Stored data entries:

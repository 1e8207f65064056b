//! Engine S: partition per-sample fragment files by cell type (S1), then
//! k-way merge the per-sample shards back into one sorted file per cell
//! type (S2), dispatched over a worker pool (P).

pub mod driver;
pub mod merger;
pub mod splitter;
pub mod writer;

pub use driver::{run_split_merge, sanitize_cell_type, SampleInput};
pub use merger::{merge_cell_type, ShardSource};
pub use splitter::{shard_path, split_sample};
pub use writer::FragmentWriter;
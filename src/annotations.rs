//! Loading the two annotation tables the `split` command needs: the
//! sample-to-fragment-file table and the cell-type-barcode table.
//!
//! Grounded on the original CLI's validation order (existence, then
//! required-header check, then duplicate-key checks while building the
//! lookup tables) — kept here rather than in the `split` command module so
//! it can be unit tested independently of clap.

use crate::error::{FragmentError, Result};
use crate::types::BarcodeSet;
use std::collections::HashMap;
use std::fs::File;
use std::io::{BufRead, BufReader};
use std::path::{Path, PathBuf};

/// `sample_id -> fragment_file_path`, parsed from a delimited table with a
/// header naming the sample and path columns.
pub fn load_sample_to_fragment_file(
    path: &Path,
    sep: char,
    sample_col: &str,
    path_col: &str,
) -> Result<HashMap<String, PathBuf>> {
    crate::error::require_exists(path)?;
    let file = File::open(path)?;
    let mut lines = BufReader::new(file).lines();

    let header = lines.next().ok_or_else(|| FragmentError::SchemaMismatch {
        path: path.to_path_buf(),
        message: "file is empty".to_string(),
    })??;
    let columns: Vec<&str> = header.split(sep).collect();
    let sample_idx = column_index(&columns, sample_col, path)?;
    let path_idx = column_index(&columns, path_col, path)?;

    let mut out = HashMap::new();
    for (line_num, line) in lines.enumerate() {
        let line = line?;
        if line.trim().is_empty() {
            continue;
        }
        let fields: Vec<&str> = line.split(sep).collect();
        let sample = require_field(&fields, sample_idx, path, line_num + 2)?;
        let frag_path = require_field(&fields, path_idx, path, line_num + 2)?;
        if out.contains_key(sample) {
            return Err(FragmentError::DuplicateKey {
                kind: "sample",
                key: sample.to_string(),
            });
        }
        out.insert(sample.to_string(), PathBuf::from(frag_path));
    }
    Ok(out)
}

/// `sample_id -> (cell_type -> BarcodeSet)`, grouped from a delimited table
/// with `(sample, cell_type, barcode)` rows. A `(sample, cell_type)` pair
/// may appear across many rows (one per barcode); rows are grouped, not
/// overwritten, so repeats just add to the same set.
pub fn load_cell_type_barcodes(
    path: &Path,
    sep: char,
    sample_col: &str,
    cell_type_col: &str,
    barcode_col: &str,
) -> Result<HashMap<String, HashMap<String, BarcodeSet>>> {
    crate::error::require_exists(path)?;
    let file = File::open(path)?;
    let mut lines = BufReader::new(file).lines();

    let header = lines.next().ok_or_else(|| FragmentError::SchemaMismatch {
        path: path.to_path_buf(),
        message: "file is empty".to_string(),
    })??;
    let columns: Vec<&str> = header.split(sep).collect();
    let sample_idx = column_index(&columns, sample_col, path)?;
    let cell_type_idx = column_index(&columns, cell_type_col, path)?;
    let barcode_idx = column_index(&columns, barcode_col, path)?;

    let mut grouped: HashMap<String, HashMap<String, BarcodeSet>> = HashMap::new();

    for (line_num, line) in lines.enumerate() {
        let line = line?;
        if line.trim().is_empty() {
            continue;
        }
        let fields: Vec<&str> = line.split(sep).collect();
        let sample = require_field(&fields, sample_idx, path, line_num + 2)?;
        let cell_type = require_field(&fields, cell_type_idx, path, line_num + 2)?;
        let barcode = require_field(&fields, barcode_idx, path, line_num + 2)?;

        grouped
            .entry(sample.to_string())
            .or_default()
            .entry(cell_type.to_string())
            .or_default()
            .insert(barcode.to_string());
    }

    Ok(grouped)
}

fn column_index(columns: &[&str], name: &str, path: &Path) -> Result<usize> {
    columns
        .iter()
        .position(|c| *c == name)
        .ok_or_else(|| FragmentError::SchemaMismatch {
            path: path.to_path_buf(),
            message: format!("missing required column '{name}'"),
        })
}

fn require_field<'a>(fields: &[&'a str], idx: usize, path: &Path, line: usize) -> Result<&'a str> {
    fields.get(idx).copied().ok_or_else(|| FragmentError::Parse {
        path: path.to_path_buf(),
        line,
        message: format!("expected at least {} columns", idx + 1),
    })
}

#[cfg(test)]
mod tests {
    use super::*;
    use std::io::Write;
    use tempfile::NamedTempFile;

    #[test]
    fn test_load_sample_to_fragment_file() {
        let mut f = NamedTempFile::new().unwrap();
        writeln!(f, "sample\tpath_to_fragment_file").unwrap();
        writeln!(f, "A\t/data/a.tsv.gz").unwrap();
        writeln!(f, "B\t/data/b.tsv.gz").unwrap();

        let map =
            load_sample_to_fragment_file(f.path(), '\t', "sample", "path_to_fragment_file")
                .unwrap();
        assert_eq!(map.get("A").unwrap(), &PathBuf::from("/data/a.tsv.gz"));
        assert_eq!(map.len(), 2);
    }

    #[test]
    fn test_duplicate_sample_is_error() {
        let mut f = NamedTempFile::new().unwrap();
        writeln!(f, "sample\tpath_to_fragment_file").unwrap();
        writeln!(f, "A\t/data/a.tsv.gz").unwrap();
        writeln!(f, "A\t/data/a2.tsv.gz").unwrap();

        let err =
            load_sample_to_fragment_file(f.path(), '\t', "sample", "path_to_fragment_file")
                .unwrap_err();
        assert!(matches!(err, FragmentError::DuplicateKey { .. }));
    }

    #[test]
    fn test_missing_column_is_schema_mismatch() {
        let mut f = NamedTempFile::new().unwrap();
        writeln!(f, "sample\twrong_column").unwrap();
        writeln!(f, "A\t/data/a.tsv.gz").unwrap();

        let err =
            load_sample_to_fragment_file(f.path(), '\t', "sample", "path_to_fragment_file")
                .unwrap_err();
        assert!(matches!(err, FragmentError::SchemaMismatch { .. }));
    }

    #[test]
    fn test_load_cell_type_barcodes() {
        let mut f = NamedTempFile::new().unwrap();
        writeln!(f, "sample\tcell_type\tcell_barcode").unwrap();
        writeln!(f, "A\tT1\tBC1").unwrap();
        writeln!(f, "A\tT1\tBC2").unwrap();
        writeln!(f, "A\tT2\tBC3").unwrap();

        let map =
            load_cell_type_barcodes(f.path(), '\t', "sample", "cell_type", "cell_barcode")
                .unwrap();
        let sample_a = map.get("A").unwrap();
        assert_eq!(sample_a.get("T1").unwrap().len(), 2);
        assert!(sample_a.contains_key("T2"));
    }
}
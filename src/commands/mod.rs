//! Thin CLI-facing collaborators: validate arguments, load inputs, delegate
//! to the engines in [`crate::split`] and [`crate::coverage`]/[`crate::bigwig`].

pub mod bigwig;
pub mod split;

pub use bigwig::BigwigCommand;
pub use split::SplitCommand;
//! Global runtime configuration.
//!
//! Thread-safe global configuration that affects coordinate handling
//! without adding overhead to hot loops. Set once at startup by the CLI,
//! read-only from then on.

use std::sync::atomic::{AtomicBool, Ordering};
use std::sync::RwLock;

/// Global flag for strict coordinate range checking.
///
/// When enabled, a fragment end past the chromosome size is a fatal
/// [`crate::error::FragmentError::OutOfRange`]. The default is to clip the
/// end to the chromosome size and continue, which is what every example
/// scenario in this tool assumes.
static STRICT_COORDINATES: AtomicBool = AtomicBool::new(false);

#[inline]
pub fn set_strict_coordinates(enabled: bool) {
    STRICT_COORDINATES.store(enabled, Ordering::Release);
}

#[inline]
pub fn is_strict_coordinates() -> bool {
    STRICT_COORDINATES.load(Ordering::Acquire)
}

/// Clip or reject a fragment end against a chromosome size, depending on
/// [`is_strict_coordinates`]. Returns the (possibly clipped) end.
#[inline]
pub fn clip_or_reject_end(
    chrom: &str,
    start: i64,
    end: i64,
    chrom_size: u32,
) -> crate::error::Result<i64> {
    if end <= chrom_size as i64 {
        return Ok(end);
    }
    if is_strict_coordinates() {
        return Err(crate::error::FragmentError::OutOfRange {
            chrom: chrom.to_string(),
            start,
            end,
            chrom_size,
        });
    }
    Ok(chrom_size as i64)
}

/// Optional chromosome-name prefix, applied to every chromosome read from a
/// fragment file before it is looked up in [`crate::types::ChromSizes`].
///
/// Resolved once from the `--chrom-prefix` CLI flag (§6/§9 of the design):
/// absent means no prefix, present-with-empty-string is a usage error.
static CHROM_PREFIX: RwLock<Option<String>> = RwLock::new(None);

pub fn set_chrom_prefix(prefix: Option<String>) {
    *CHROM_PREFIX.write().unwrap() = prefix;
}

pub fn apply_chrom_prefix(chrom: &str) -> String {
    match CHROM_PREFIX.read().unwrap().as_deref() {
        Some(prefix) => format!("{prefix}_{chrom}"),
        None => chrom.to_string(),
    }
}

PROBLEM STATEMENT: Check each line of the data above for the string "matches", and copy the ones that have it.

RESPONSE TO THIS EXERCISE:
        assert!(matches!(err, FragmentError::DuplicateKey { .. }));
        assert!(matches!(err, FragmentError::SchemaMismatch { .. }));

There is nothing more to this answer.